Required action
Retype, word for word, each line between the lines holding "fn lock(&self) ->" and "Attempts to redeem", inclusive, and leave the rest of the data alone.

[Stored data]
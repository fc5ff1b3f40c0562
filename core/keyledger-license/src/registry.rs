//! The authoritative store of issued keys.
//!
//! One mutex guards both the token map and the key source, so the
//! uniqueness check in [`KeyRegistry::issue`] and the read-check-write in
//! [`KeyRegistry::redeem`] each happen under a single acquisition. Two
//! concurrent redemptions of the same token are serialized and only the
//! first can observe `Unused`.

use std::collections::HashMap;
use std::fmt;
use std::sync::{Arc, Mutex, MutexGuard, PoisonError};

use tracing::{debug, info, warn};

use crate::clock::{Clock, SystemClock};
use crate::error::{LicenseError, LicenseResult};
use crate::generator::{GeneratedKey, KeyGenerator, KeySource};
use crate::key::{DurationDays, LicenseKey, Redemption};

struct Inner {
    keys: HashMap<String, LicenseKey>,
    source: Box<dyn KeySource>,
}

/// Issues keys and arbitrates their redemption.
pub struct KeyRegistry {
    inner: Mutex<Inner>,
    clock: Arc<dyn Clock>,
}

impl KeyRegistry {
    /// Creates an empty registry using OS randomness and the system clock.
    #[must_use]
    pub fn new() -> Self {
        Self::with_parts(KeyGenerator::new(), Arc::new(SystemClock))
    }

    /// Creates an empty registry reading time from `clock`.
    #[must_use]
    pub fn with_clock(clock: Arc<dyn Clock>) -> Self {
        Self::with_parts(KeyGenerator::new(), clock)
    }

    /// Creates an empty registry from an explicit key source and clock.
    #[must_use]
    pub fn with_parts(source: impl KeySource + 'static, clock: Arc<dyn Clock>) -> Self {
        Self {
            inner: Mutex::new(Inner {
                keys: HashMap::new(),
                source: Box::new(source),
            }),
            clock,
        }
    }

    // Every mutation under this lock is a single insert or state assignment,
    // so a panic elsewhere cannot leave a record half-written.
    fn lock(&self) -> MutexGuard<'_, Inner> {
        self.inner.lock().unwrap_or_else(PoisonError::into_inner)
    }

    /// Issues a new `Unused` key valid for `duration` days from now.
    ///
    /// Candidate tokens that collide with an already issued key are discarded
    /// and a new one is drawn; an existing key is never overwritten.
    ///
    /// # Errors
    ///
    /// Returns [`LicenseError::InvalidDuration`] if the window end is not a
    /// representable date.
    pub fn issue(&self, duration: DurationDays, prefix: Option<&str>) -> LicenseResult<LicenseKey> {
        let mut inner = self.lock();
        let now = self.clock.now();

        let generated = loop {
            let candidate = inner.source.generate(duration, prefix, now)?;
            if !inner.keys.contains_key(&candidate.token) {
                break candidate;
            }
            warn!("generated key collides with an issued key, regenerating");
        };

        let GeneratedKey {
            token,
            issued_at,
            expires_at,
        } = generated;
        let key = LicenseKey::new(token.clone(), duration, issued_at, expires_at);
        inner.keys.insert(token, key.clone());
        info!(key = key.token(), %duration, expires_at = %expires_at, "generated and stored new key");
        Ok(key)
    }

    /// Attempts to redeem `token`, moving it to `Used` or `Expired` as the
    /// lifecycle dictates.
    ///
    /// # Errors
    ///
    /// Returns [`LicenseError::KeyNotFound`] if `token` was never issued.
    pub fn redeem(&self, token: &str) -> LicenseResult<Redemption> {
        let mut inner = self.lock();
        let now = self.clock.now();
        let key = inner.keys.get_mut(token).ok_or(LicenseError::KeyNotFound)?;

        let outcome = key.redeem(now);
        match outcome {
            Redemption::Success { .. } => info!(key = token, "key marked as used"),
            Redemption::AlreadyUsed => debug!(key = token, "key already used"),
            Redemption::Expired => debug!(key = token, expired_at = %key.expires_at(), "key expired"),
        }
        Ok(outcome)
    }

    /// Returns a snapshot of the record for `token`, if issued.
    #[must_use]
    pub fn lookup(&self, token: &str) -> Option<LicenseKey> {
        self.lock().keys.get(token).cloned()
    }

    /// Returns how many keys have been issued.
    #[must_use]
    pub fn len(&self) -> usize {
        self.lock().keys.len()
    }

    /// Returns true if no key has been issued.
    #[must_use]
    pub fn is_empty(&self) -> bool {
        self.lock().keys.is_empty()
    }
}

impl Default for KeyRegistry {
    fn default() -> Self {
        Self::new()
    }
}

impl fmt::Debug for KeyRegistry {
    fn fmt(&self, f: &mut fmt::Formatter<'_>) -> fmt::Result {
        f.debug_struct("KeyRegistry")
            .field("keys", &self.len())
            .finish_non_exhaustive()
    }
}
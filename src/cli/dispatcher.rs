//! Verb registry and routing.

use anyhow::{Result, anyhow};

use crate::{cli::handlers, state::Session};

// --- Command Definition and Registry ---

/// Defines a verb, its aliases, and its handler.
struct CommandDefinition {
    name: &'static str,
    aliases: &'static [&'static str],
    handler: fn(Vec<String>, &mut Session) -> Result<()>,
}

/// The single source of truth for all verbs.
static COMMAND_REGISTRY: &[CommandDefinition] = &[
    CommandDefinition {
        name: "add",
        aliases: &[],
        handler: handlers::add::handle,
    },
    CommandDefinition {
        name: "fetch",
        aliases: &[],
        handler: handlers::fetch::handle,
    },
    CommandDefinition {
        name: "list",
        aliases: &["ls"],
        handler: handlers::list::handle,
    },
    CommandDefinition {
        name: "prune",
        aliases: &[],
        handler: handlers::prune::handle,
    },
    CommandDefinition {
        name: "rm",
        aliases: &["remove", "del"],
        handler: handlers::rm::handle,
    },
    CommandDefinition {
        name: "set",
        aliases: &[],
        handler: handlers::set::handle,
    },
    CommandDefinition {
        name: "unset",
        aliases: &[],
        handler: handlers::unset::handle,
    },
];

/// Finds a command definition in the registry by its name or alias.
fn find_command(name: &str) -> Option<&'static CommandDefinition> {
    COMMAND_REGISTRY
        .iter()
        .find(|cmd| cmd.name == name || cmd.aliases.contains(&name))
}

/// Routes `chop <verb> [args...]` to the verb's handler.
pub fn dispatch(all_args: Vec<String>, session: &mut Session) -> Result<()> {
    log::debug!("Dispatching args: {:?}", all_args);

    let mut args = all_args.into_iter();
    let Some(verb) = args.next() else {
        println!("{}", t!("cli.info.no_command"));
        return Ok(());
    };

    let command = find_command(&verb)
        .ok_or_else(|| anyhow!(t!("cli.error.unknown_command"), command = verb))?;

    (command.handler)(args.collect(), session)
}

Your solution
    fn lock(&self) -> MutexGuard<'_, Inner> {
        self.inner.lock().unwrap_or_else(PoisonError::into_inner)
    }

    /// Issues a new `Unused` key valid for `duration` days from now.
    ///
    /// Candidate tokens that collide with an already issued key are discarded
    /// and a new one is drawn; an existing key is never overwritten.
    ///
    /// # Errors
    ///
    /// Returns [`LicenseError::InvalidDuration`] if the window end is not a
    /// representable date.
    pub fn issue(&self, duration: DurationDays, prefix: Option<&str>) -> LicenseResult<LicenseKey> {
        let mut inner = self.lock();
        let now = self.clock.now();

        let generated = loop {
            let candidate = inner.source.generate(duration, prefix, now)?;
            if !inner.keys.contains_key(&candidate.token) {
                break candidate;
            }
            warn!("generated key collides with an issued key, regenerating");
        };

        let GeneratedKey {
            token,
            issued_at,
            expires_at,
        } = generated;
        let key = LicenseKey::new(token.clone(), duration, issued_at, expires_at);
        inner.keys.insert(token, key.clone());
        info!(key = key.token(), %duration, expires_at = %expires_at, "generated and stored new key");
        Ok(key)
    }

    /// Attempts to redeem `token`, moving it to `Used` or `Expired` as the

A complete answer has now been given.